- Available data -

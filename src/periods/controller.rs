use std::sync::Arc;

use axum::{
    extract::{Path, Query, State},
    http::StatusCode,
    response::{IntoResponse, Redirect, Response},
    Json,
};

use crate::{
    app::{
        models::{api_error::ApiError, from_request::PathFromRequest},
        templates::{self, node_form::node_form_template},
    },
    receipts::errors::ReceiptsApiError,
    AppState,
};

use super::{
    dtos::find_node_dto::{parse_node_id, FindNodeDto},
    models::node_minting_period::NodeMintingPeriod,
    service,
    templates::node_periods_template,
};

pub async fn find_node(
    State(state): State<Arc<AppState>>,
    Query(dto): Query<FindNodeDto>,
) -> Response {
    match dto.node_id() {
        Some(node_id) => Redirect::to(&format!("/nodes/{}", node_id)).into_response(),
        None => invalid_node_page(&state, dto.node_id.as_deref()),
    }
}

pub async fn get_node_page(
    State(state): State<Arc<AppState>>,
    Path(id): Path<String>,
) -> Response {
    let Some(node_id) = parse_node_id(&id) else {
        return invalid_node_page(&state, Some(&id));
    };

    match service::get_node_minting_periods(node_id, &state.pool).await {
        Ok(periods) => templates::render(
            &state,
            StatusCode::OK,
            &format!("Node {}", node_id),
            &node_periods_template(node_id, &periods),
        ),
        Err(e) => e.into_response(),
    }
}

pub async fn get_node_periods(
    State(state): State<Arc<AppState>>,
    PathFromRequest(node_id): PathFromRequest<u32>,
) -> Result<Json<Vec<NodeMintingPeriod>>, ApiError> {
    match service::get_node_minting_periods(node_id, &state.pool).await {
        Ok(periods) => Ok(Json(periods)),
        Err(e) => Err(e),
    }
}

fn invalid_node_page(state: &AppState, value: Option<&str>) -> Response {
    let message = ReceiptsApiError::InvalidNodeId.value().message;

    templates::render(
        state,
        StatusCode::BAD_REQUEST,
        "Fetch Node Minting Receipts",
        &node_form_template(value, Some(&message)),
    )
}
use std::{path::Path, time::Duration};

use axum::http::StatusCode;
use sqlx::{
    sqlite::{SqliteConnectOptions, SqliteJournalMode, SqlitePoolOptions},
    SqlitePool,
};

use crate::app::models::api_error::ApiError;

pub const CONNECTION_POOL_SIZE: u32 = 5;

// period_end is stored because it identifies the period reliably; the start
// of a period is scaled for nodes created part way through it.
const SCHEMA: [&str; 4] = [
    "
    CREATE TABLE IF NOT EXISTS receipts (
        hash TEXT PRIMARY KEY NOT NULL,
        node_id INTEGER NOT NULL,
        receipt_type TEXT NOT NULL,
        period_start INTEGER NOT NULL,
        period_end INTEGER NOT NULL,
        measured_uptime INTEGER,
        tft_minted INTEGER,
        receipt_data TEXT NOT NULL,
        fetched_at INTEGER NOT NULL
    )
    ",
    "CREATE INDEX IF NOT EXISTS receipts_node_id_idx ON receipts (node_id, period_end)",
    "
    CREATE TABLE IF NOT EXISTS node_timestamps (
        node_id INTEGER PRIMARY KEY NOT NULL,
        latest_timestamp INTEGER NOT NULL,
        checked_at INTEGER NOT NULL
    )
    ",
    "PRAGMA user_version = 1",
];

/// Opens (creating if needed) the receipts database in WAL mode so the web
/// server can read while the poller writes.
pub async fn connect(db_path: &Path) -> Result<SqlitePool, ApiError> {
    let options = SqliteConnectOptions::new()
        .filename(db_path)
        .create_if_missing(true)
        .journal_mode(SqliteJournalMode::Wal)
        .busy_timeout(Duration::from_secs(5));

    let pool_result = SqlitePoolOptions::new()
        .max_connections(CONNECTION_POOL_SIZE)
        .idle_timeout(Some(Duration::from_secs(60)))
        .connect_with(options)
        .await;

    let pool = match pool_result {
        Ok(pool) => pool,
        Err(e) => {
            tracing::error!(%e);
            return Err(ApiError {
                code: StatusCode::INTERNAL_SERVER_ERROR,
                message: format!("Failed to open database {}.", db_path.display()),
            });
        }
    };

    migrate(&pool).await?;

    tracing::debug!("connected to {}", db_path.display());

    Ok(pool)
}

pub async fn migrate(pool: &SqlitePool) -> Result<(), ApiError> {
    for statement in SCHEMA {
        if let Err(e) = sqlx::query(statement).execute(pool).await {
            tracing::error!(%e);
            return Err(ApiError {
                code: StatusCode::INTERNAL_SERVER_ERROR,
                message: "Failed to initialize database.".to_string(),
            });
        }
    }

    Ok(())
}
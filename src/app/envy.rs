use std::path::PathBuf;

use serde::Deserialize;

/// Raw environment, as read by `envy` after the `.env.{APP_ENV}` file is loaded.
#[derive(Debug, Clone, Default, Deserialize)]
pub struct Envy {
    pub app_env: Option<String>,

    pub db_path: Option<PathBuf>,
    pub live_reload: Option<bool>,

    pub host: Option<String>,
    pub port: Option<u16>,
    pub rate_limit_per_sec: Option<u64>,

    pub minting_api_url: Option<String>,
    pub minting_retry_interval_millis: Option<u64>,
    pub minting_retry_count: Option<usize>,
    pub poll_interval_secs: Option<u64>,
    pub node_ids: Option<Vec<u32>>,
}
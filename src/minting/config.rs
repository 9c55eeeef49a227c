pub const API_URL: &str = "https://alpha.minting.tfchain.grid.tf/api/v1";

pub const RETRY_INTERVAL_MILLIS: u64 = 10000;
pub const RETRY_COUNT: usize = 3;
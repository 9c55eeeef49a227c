pub mod controller;
pub mod dtos;
pub mod models;
pub mod service;
pub mod templates;
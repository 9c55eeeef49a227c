use std::collections::BTreeMap;

use chrono::DateTime;
use sqlx::SqlitePool;

use crate::{
    app::{models::api_error::ApiError, util::time},
    receipts::{self, enums::receipt_type::ReceiptType, models::receipt::Receipt},
};

use super::models::{
    node_minting_period::NodeMintingPeriod,
    period::{Period, STANDARD_PERIOD_DURATION},
};

/// Decimal places of TFT on tfchain.
pub const TFT_DIVISOR: f64 = 1e7;

#[derive(Default)]
struct PeriodReceipts {
    minting: Vec<Receipt>,
    fixup: Option<Receipt>,
}

/// Groups a node's receipts into periods, oldest first.
///
/// Receipts are published a few days after a period ends, so the current
/// period never has receipts and the previous one may not have them yet.
/// Those are included as unpublished periods.
pub fn make_node_minting_periods(
    node_id: u32,
    receipts: Vec<Receipt>,
    now: i64,
) -> Vec<NodeMintingPeriod> {
    let mut by_period: BTreeMap<i64, PeriodReceipts> = BTreeMap::new();
    let mut last_end = 0;

    for receipt in receipts {
        last_end = last_end.max(receipt.period_end);

        let entry = by_period.entry(receipt.period_end).or_default();
        match receipt.kind() {
            Some(ReceiptType::Minting) => entry.minting.push(receipt),
            Some(ReceiptType::Fixup) => entry.fixup = Some(receipt),
            None => tracing::warn!("skipping receipt {} of unknown type", receipt.hash),
        }
    }

    let mut periods = Vec::new();

    for (_, mut receipts) in by_period {
        let result = match receipts.fixup.take() {
            Some(fixup) => {
                // Some hashes referenced by fixups are not returned by the API.
                let minted = find_by_hash(&receipts.minting, fixup.minted_receipt());
                let correct = find_by_hash(&receipts.minting, fixup.correct_receipt());

                NodeMintingPeriod::from_receipts(minted, correct, Some(fixup))
            }
            None => NodeMintingPeriod::from_receipts(receipts.minting.pop(), None, None),
        };

        if let Ok(period) = result {
            periods.push(period);
        }
    }

    let this_period = Period::containing(now);
    let previous_period = this_period.previous();

    let mut unpublished = vec![this_period];
    if last_end < previous_period.end {
        unpublished.push(previous_period);
    }

    for period in unpublished {
        if !periods.iter().any(|p| p.period.offset == period.offset) {
            periods.push(NodeMintingPeriod::for_unpublished_period(node_id, period));
        }
    }

    periods.sort_by_key(|p| p.period.start);

    periods
}

fn find_by_hash(receipts: &[Receipt], hash: Option<&str>) -> Option<Receipt> {
    let hash = hash?;
    receipts.iter().find(|receipt| receipt.hash == hash).cloned()
}

pub async fn get_node_minting_periods(
    node_id: u32,
    pool: &SqlitePool,
) -> Result<Vec<NodeMintingPeriod>, ApiError> {
    let receipts = receipts::service::get_node_receipts(node_id, pool).await?;

    Ok(make_node_minting_periods(
        node_id,
        receipts,
        time::current_time_in_secs() as i64,
    ))
}

/// Share of the period the node was up, in percent, two decimals.
pub fn uptime_percent(uptime: i64) -> f64 {
    (uptime as f64 / STANDARD_PERIOD_DURATION as f64 * 100.0 * 100.0).round() / 100.0
}

pub fn tft(raw: i64) -> f64 {
    raw as f64 / TFT_DIVISOR
}

pub fn format_date(timestamp: i64) -> String {
    match DateTime::from_timestamp(timestamp, 0) {
        Some(date) => date.format("%Y-%m-%d").to_string(),
        None => "-".to_string(),
    }
}

#[cfg(test)]
mod tests {
    use super::*;
    use crate::tests::{fixup_receipt_json, minting_receipt_json, test_pool};

    fn minting(hash: &str, offset: i64, uptime: u64) -> Receipt {
        let period = Period::at_offset(offset);
        Receipt::from_value(minting_receipt_json(
            hash,
            3,
            period.start,
            period.end,
            uptime,
            uptime,
        ))
        .unwrap()
    }

    fn fixup(offset: i64, minted: &str, correct: &str) -> Receipt {
        let period = Period::at_offset(offset);
        Receipt::from_value(fixup_receipt_json(
            "fixup",
            3,
            period.start,
            period.end,
            minted,
            correct,
        ))
        .unwrap()
    }

    fn now_in(offset: i64) -> i64 {
        Period::at_offset(offset).start + 10
    }

    #[test]
    fn groups_receipts_and_adds_current_period() {
        let receipts = vec![minting("a", 10, 100), minting("b", 11, 200)];

        let periods = make_node_minting_periods(3, receipts, now_in(12));
        let offsets: Vec<i64> = periods.iter().map(|p| p.period.offset).collect();

        assert_eq!(offsets, vec![10, 11, 12]);
        assert_eq!(periods[1].uptime(), 200);
        assert!(!periods[2].has_receipt);
    }

    #[test]
    fn adds_previous_period_when_not_yet_published() {
        let receipts = vec![minting("a", 10, 100)];

        let periods = make_node_minting_periods(3, receipts, now_in(12));
        let offsets: Vec<i64> = periods.iter().map(|p| p.period.offset).collect();

        assert_eq!(offsets, vec![10, 11, 12]);
        assert_eq!(periods[1].status(), "Unpublished");
        assert_eq!(periods[2].status(), "Unpublished");
    }

    #[test]
    fn links_fixup_receipts_by_hash() {
        let receipts = vec![
            minting("orig", 10, 0),
            minting("fixed", 10, 300),
            fixup(10, "orig", "fixed"),
        ];

        let periods = make_node_minting_periods(3, receipts, now_in(11));

        assert_eq!(periods.len(), 2);
        let fixed = &periods[0];
        assert_eq!(fixed.minted_receipt.as_ref().unwrap().hash, "orig");
        assert_eq!(fixed.correct_receipt.as_ref().unwrap().hash, "fixed");
        assert_eq!(fixed.uptime(), 300);
        assert!(!fixed.empty);
    }

    #[test]
    fn fixup_with_unknown_hashes() {
        let receipts = vec![fixup(10, "gone", "also-gone")];

        let periods = make_node_minting_periods(3, receipts, now_in(11));

        assert!(periods[0].has_receipt);
        assert!(periods[0].minted_receipt.is_none());
        assert!(periods[0].correct_receipt.is_none());
        assert_eq!(periods[0].uptime(), 0);
    }

    #[test]
    fn no_receipts_yields_only_unpublished_periods() {
        let periods = make_node_minting_periods(3, vec![], now_in(12));
        let offsets: Vec<i64> = periods.iter().map(|p| p.period.offset).collect();

        assert_eq!(offsets, vec![11, 12]);
        assert!(periods.iter().all(|p| p.node_id == 3 && !p.has_receipt));
    }

    #[test]
    fn formats_values_for_display() {
        assert_eq!(uptime_percent(STANDARD_PERIOD_DURATION), 100.0);
        assert_eq!(uptime_percent(STANDARD_PERIOD_DURATION / 3), 33.33);
        assert_eq!(uptime_percent(0), 0.0);
        assert_eq!(tft(25_000_000), 2.5);
        assert_eq!(format_date(1_522_501_000), "2018-03-31");
    }

    #[tokio::test]
    async fn reads_periods_from_database() {
        let (_dir, pool) = test_pool().await;
        receipts::service::save_receipts(&[minting("a", 10, 100)], &pool)
            .await
            .unwrap();

        let periods = get_node_minting_periods(3, &pool).await.unwrap();

        assert_eq!(periods[0].period.offset, 10);
        let current = Period::containing(time::current_time_in_secs() as i64);
        assert_eq!(periods.last().unwrap().period, current);
    }

    #[tokio::test]
    async fn last_stored_minting_receipt_wins_without_fixup() {
        let (_dir, pool) = test_pool().await;
        receipts::service::save_receipts(&[minting("z", 10, 111), minting("a", 10, 222)], &pool)
            .await
            .unwrap();

        let periods = get_node_minting_periods(3, &pool).await.unwrap();

        let minted = periods[0].minted_receipt.as_ref().unwrap();
        assert_eq!(minted.hash, "a");
        assert_eq!(periods[0].uptime(), 222);
    }
}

- Task item -
Locate the lines above that contain "derive" and copy them.

- Written solution -
#[derive(Debug, Clone, Default, Deserialize)]
#[derive(Default)]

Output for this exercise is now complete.